▸ PROBLEM:
The records below hold a stretch from the line with "pub fn is_empty(&self)" through the line with "use crate::crypto;"; return exactly those lines, ends included, and nothing more.

▸ SOURCE RECORDS:
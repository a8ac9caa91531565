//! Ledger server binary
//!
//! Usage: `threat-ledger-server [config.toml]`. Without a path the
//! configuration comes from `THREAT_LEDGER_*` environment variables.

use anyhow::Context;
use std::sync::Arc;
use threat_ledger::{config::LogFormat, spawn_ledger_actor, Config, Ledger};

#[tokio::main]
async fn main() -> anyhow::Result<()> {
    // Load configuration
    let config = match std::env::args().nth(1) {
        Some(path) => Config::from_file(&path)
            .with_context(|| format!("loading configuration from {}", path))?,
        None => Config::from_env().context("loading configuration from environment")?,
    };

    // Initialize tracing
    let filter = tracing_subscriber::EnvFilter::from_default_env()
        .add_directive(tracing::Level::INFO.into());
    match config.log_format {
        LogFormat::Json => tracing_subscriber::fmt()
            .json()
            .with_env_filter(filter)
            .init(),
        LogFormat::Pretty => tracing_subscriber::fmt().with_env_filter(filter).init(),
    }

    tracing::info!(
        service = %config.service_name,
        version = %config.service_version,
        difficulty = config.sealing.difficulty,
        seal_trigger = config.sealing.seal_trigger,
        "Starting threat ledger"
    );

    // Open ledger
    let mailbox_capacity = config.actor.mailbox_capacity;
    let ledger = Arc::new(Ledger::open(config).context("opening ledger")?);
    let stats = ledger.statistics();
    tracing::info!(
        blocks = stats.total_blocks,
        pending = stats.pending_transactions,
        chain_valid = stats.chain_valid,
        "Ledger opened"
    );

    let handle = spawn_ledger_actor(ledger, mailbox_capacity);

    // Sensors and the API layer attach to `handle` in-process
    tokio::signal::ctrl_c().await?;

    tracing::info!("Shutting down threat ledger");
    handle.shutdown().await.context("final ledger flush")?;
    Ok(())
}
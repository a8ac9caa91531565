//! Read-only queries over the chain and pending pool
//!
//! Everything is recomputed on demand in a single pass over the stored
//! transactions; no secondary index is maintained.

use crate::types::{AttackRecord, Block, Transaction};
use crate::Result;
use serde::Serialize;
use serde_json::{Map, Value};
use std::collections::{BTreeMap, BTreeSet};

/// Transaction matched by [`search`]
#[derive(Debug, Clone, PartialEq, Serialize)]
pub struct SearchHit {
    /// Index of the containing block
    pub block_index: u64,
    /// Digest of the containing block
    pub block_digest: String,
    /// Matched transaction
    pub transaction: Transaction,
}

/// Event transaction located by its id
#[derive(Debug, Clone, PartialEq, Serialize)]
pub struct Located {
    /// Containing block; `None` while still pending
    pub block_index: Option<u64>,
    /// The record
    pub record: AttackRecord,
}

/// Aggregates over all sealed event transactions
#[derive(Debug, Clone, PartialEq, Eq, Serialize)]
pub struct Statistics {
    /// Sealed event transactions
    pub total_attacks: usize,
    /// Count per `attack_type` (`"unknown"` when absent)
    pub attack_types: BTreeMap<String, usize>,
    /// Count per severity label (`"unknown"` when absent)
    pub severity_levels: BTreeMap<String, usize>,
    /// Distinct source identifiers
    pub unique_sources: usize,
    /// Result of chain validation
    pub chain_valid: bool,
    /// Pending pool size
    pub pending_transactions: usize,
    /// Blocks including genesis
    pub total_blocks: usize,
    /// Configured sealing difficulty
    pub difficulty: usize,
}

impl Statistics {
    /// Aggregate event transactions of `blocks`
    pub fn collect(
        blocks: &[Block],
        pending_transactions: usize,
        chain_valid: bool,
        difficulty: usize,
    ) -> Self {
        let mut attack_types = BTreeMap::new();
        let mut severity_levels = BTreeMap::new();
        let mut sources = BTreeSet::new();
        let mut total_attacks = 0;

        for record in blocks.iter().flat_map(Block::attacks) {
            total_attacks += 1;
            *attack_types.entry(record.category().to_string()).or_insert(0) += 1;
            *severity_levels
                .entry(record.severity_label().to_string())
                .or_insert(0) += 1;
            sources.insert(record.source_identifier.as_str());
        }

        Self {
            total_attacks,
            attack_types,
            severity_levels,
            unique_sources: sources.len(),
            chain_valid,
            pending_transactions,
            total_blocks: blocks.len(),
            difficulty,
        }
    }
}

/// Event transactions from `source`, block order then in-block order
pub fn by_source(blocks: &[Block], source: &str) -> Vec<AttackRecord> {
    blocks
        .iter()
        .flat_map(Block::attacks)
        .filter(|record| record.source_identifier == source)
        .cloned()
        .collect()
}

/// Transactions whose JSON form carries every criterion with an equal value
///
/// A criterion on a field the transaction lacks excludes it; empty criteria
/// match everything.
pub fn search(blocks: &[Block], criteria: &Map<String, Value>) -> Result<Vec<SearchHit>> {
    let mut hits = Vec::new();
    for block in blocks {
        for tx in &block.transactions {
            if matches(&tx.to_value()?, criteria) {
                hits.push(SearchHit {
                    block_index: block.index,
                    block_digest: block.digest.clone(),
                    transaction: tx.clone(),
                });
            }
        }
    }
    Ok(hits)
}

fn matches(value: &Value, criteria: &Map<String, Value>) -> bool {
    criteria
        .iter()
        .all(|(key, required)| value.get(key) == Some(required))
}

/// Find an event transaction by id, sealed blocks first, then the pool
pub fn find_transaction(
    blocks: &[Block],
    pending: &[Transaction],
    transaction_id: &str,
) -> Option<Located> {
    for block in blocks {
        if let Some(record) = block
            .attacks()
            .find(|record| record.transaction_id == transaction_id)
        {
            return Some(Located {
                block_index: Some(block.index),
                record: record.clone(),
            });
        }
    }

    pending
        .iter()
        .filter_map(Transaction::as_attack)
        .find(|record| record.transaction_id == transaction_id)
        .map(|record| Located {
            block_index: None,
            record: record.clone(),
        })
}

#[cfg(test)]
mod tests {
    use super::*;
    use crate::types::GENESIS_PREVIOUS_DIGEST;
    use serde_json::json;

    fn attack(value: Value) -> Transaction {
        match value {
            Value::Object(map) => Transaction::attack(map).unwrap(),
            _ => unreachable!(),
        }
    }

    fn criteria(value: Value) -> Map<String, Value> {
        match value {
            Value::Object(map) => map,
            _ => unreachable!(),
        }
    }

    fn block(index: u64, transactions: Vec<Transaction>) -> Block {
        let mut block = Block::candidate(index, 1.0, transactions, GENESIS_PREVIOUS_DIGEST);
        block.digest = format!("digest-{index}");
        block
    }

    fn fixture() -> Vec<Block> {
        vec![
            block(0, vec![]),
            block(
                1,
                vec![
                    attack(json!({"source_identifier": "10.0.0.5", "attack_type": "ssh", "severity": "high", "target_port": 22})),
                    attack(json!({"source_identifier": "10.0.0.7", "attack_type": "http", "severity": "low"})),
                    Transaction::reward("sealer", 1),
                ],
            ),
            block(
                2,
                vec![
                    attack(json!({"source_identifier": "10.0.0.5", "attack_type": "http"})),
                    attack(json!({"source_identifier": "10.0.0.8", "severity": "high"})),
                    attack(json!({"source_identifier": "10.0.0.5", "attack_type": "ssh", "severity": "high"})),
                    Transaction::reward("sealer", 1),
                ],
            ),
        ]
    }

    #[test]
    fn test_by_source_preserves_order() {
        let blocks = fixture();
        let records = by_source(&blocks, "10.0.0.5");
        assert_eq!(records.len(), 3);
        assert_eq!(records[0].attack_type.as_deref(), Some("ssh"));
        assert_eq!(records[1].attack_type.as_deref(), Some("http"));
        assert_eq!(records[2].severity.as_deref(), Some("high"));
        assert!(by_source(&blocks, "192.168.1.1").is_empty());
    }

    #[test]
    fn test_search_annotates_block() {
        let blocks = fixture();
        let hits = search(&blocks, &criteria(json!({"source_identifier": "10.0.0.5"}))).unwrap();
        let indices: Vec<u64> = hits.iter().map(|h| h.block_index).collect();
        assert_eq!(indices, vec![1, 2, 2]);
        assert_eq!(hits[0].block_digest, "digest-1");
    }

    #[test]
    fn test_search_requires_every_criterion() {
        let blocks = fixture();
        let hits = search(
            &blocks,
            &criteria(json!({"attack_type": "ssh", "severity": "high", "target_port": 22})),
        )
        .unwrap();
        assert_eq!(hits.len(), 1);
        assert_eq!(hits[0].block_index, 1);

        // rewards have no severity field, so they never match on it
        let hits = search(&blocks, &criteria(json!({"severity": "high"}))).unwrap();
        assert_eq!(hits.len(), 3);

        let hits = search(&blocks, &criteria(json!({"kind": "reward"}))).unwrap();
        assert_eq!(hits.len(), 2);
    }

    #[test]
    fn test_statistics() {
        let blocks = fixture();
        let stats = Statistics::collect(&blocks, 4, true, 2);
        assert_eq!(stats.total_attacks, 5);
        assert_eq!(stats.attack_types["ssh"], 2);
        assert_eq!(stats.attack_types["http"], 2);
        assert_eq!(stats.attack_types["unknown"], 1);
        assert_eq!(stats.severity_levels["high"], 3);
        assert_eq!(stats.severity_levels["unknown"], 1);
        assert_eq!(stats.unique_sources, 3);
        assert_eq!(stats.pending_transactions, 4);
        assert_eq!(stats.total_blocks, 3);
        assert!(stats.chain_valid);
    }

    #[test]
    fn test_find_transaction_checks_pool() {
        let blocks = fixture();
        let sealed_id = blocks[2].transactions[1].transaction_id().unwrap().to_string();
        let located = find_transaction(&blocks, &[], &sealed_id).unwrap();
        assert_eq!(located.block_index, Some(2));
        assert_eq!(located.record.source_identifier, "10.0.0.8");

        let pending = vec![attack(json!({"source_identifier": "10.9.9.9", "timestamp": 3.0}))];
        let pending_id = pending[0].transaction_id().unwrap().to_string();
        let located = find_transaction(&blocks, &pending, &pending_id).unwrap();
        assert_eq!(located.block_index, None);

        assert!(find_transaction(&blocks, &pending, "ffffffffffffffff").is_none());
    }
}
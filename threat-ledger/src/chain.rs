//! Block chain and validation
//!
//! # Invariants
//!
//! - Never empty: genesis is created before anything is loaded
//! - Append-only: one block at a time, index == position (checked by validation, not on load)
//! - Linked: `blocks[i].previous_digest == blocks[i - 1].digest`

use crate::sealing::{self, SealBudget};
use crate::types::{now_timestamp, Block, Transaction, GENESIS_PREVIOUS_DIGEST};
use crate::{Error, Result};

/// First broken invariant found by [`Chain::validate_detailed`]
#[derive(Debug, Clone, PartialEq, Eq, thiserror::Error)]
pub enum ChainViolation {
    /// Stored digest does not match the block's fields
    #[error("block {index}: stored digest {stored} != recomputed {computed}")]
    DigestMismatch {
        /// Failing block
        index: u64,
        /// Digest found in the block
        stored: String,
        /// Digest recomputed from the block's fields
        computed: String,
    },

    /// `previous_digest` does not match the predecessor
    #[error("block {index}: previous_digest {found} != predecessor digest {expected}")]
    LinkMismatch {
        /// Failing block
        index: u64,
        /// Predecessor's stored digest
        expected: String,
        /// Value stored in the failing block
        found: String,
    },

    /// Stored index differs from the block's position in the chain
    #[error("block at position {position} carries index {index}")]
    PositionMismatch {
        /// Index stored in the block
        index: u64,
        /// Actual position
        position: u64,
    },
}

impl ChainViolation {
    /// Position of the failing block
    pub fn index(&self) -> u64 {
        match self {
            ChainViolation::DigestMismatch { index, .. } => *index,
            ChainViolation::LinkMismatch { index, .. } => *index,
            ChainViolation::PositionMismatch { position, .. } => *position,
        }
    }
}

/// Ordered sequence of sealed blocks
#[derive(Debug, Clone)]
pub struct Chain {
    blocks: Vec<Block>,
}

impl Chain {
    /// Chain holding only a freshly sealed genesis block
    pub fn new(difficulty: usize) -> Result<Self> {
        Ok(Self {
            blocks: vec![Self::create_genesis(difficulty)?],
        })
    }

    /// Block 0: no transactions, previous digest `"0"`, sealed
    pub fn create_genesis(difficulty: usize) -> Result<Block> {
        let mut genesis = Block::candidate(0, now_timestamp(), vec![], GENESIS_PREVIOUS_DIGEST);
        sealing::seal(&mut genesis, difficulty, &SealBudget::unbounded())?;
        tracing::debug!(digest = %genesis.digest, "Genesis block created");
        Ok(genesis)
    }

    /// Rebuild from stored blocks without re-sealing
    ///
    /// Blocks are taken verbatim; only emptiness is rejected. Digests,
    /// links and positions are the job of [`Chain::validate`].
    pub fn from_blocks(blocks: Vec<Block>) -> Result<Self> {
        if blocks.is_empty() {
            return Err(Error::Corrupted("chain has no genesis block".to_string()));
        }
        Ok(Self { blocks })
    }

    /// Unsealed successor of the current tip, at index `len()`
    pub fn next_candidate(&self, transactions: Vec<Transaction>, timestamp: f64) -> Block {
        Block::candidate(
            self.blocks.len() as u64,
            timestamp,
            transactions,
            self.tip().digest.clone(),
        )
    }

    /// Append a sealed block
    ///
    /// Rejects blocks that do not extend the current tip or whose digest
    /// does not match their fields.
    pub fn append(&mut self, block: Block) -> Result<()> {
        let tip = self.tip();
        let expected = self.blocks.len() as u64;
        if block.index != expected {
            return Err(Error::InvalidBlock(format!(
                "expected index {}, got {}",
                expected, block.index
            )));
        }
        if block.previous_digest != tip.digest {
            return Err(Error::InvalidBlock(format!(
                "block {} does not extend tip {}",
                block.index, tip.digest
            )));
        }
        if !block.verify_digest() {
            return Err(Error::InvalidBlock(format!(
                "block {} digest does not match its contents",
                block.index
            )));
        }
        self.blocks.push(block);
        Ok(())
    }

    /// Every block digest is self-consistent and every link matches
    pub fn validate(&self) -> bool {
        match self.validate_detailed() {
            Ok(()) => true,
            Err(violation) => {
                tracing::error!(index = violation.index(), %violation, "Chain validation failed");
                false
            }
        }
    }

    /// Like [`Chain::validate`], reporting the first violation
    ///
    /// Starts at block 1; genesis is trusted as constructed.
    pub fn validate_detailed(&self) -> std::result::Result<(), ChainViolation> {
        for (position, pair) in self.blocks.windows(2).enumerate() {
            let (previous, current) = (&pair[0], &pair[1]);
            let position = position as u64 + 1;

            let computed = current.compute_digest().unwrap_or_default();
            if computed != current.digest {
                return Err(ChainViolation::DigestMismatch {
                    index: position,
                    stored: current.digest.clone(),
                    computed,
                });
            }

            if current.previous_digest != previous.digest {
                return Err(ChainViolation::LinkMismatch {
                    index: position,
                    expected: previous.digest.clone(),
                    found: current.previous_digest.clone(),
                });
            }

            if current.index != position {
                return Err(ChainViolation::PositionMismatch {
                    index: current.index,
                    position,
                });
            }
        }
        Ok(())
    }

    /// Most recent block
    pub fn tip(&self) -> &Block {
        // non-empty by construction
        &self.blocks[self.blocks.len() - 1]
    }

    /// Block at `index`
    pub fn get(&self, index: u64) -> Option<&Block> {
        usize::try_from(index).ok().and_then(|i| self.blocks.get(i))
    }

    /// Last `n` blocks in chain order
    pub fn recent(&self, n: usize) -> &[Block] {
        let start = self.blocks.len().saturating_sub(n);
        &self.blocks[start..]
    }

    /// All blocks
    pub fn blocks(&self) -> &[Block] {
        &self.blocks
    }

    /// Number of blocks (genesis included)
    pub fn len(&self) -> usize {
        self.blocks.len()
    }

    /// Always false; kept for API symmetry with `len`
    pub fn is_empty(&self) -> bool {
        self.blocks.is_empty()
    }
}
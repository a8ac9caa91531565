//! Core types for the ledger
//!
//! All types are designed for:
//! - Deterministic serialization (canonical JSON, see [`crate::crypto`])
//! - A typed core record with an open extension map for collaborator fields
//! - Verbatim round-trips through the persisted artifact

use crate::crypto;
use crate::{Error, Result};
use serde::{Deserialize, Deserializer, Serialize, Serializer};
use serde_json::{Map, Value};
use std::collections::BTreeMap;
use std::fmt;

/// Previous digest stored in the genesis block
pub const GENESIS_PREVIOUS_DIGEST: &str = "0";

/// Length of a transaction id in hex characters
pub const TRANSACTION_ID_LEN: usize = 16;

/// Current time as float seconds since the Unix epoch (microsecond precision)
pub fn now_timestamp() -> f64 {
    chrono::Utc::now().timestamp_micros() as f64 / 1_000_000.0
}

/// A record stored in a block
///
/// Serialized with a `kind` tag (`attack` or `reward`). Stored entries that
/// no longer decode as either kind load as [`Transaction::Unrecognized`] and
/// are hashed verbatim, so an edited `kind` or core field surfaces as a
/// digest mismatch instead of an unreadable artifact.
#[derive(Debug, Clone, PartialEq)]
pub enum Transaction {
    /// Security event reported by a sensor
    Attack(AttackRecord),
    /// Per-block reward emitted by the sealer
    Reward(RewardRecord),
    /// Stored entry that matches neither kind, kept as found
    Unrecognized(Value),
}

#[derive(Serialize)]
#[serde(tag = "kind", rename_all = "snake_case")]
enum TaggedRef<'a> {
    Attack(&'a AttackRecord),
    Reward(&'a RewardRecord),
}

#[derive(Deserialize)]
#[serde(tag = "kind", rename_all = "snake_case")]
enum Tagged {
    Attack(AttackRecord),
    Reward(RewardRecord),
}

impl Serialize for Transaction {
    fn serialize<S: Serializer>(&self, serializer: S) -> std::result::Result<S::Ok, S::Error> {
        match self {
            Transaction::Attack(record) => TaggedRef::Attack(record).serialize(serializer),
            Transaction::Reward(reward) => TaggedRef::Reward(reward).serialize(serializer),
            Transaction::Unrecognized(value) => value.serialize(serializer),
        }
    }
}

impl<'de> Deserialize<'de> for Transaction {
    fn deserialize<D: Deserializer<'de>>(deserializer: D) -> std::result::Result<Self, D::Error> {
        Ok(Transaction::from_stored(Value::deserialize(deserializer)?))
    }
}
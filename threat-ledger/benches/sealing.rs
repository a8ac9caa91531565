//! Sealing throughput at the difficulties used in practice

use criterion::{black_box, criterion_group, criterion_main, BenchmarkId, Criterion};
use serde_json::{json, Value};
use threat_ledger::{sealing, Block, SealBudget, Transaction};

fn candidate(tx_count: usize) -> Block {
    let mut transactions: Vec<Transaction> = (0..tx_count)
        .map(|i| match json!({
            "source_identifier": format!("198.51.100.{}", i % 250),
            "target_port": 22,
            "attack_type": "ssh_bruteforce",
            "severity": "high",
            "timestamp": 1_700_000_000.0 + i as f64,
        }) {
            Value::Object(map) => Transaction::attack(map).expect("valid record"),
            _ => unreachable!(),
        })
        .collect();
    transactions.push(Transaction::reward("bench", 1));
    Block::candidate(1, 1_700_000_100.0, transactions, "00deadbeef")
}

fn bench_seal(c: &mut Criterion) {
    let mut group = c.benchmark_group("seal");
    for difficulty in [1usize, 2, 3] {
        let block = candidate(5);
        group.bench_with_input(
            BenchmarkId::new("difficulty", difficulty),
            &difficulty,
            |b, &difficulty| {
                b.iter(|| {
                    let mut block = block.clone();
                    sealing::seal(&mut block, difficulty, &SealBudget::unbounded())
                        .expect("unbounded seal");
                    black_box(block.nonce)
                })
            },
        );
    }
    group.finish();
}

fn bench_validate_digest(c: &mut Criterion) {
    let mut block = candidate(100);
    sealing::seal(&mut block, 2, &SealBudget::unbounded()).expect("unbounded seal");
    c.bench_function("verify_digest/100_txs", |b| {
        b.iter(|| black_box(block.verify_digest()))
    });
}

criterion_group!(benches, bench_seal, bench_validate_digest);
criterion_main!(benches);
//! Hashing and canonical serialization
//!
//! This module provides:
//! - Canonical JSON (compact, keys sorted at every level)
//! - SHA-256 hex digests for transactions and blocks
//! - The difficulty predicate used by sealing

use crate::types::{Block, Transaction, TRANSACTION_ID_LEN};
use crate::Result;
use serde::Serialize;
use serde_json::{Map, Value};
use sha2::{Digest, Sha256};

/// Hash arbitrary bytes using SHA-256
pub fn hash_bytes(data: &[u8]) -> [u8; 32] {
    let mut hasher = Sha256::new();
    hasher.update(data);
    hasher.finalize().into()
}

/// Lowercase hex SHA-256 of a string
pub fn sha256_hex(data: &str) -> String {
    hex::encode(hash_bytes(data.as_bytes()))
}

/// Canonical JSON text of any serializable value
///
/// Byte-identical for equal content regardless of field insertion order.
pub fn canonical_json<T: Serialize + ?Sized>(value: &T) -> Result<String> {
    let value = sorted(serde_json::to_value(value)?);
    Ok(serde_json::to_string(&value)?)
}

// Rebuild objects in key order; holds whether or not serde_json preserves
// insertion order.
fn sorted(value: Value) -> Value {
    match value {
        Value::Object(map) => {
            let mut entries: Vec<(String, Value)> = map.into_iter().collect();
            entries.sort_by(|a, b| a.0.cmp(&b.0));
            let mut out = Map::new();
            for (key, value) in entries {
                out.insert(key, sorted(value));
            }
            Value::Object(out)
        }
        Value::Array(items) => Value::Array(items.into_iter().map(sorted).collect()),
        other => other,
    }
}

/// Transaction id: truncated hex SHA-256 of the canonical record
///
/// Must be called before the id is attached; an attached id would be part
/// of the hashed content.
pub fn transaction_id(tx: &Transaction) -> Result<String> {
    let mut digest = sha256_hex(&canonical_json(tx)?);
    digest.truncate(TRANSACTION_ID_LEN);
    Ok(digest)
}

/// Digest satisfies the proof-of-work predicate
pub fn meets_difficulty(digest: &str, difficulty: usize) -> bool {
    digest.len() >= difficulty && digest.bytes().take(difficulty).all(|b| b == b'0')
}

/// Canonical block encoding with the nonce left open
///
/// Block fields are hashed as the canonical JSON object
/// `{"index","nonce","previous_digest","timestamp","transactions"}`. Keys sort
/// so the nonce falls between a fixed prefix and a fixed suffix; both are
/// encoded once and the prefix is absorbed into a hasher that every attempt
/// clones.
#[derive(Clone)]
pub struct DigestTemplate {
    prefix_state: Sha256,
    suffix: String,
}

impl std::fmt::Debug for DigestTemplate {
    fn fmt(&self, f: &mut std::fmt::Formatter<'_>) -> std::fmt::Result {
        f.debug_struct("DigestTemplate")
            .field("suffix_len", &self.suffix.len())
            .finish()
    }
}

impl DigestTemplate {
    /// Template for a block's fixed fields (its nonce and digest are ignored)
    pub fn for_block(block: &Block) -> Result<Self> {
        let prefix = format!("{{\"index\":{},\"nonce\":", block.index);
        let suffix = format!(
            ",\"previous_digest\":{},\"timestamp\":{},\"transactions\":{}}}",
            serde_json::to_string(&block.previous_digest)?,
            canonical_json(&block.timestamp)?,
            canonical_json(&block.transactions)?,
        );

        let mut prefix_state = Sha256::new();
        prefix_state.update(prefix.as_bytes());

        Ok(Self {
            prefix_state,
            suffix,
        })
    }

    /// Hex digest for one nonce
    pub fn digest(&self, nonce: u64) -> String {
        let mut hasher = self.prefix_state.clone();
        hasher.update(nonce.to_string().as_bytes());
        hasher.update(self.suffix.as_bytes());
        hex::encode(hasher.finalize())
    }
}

▸ SOLVED EXERCISE:
    pub fn is_empty(&self) -> bool {
        self.blocks.is_empty()
    }
}
repository a8ac9caa91531565
//! Core types for the ledger
//!
//! All types are designed for:
//! - Deterministic serialization (canonical JSON, see [`crate::crypto`])
//! - A typed core record with an open extension map for collaborator fields
//! - Verbatim round-trips through the persisted artifact

use crate::crypto;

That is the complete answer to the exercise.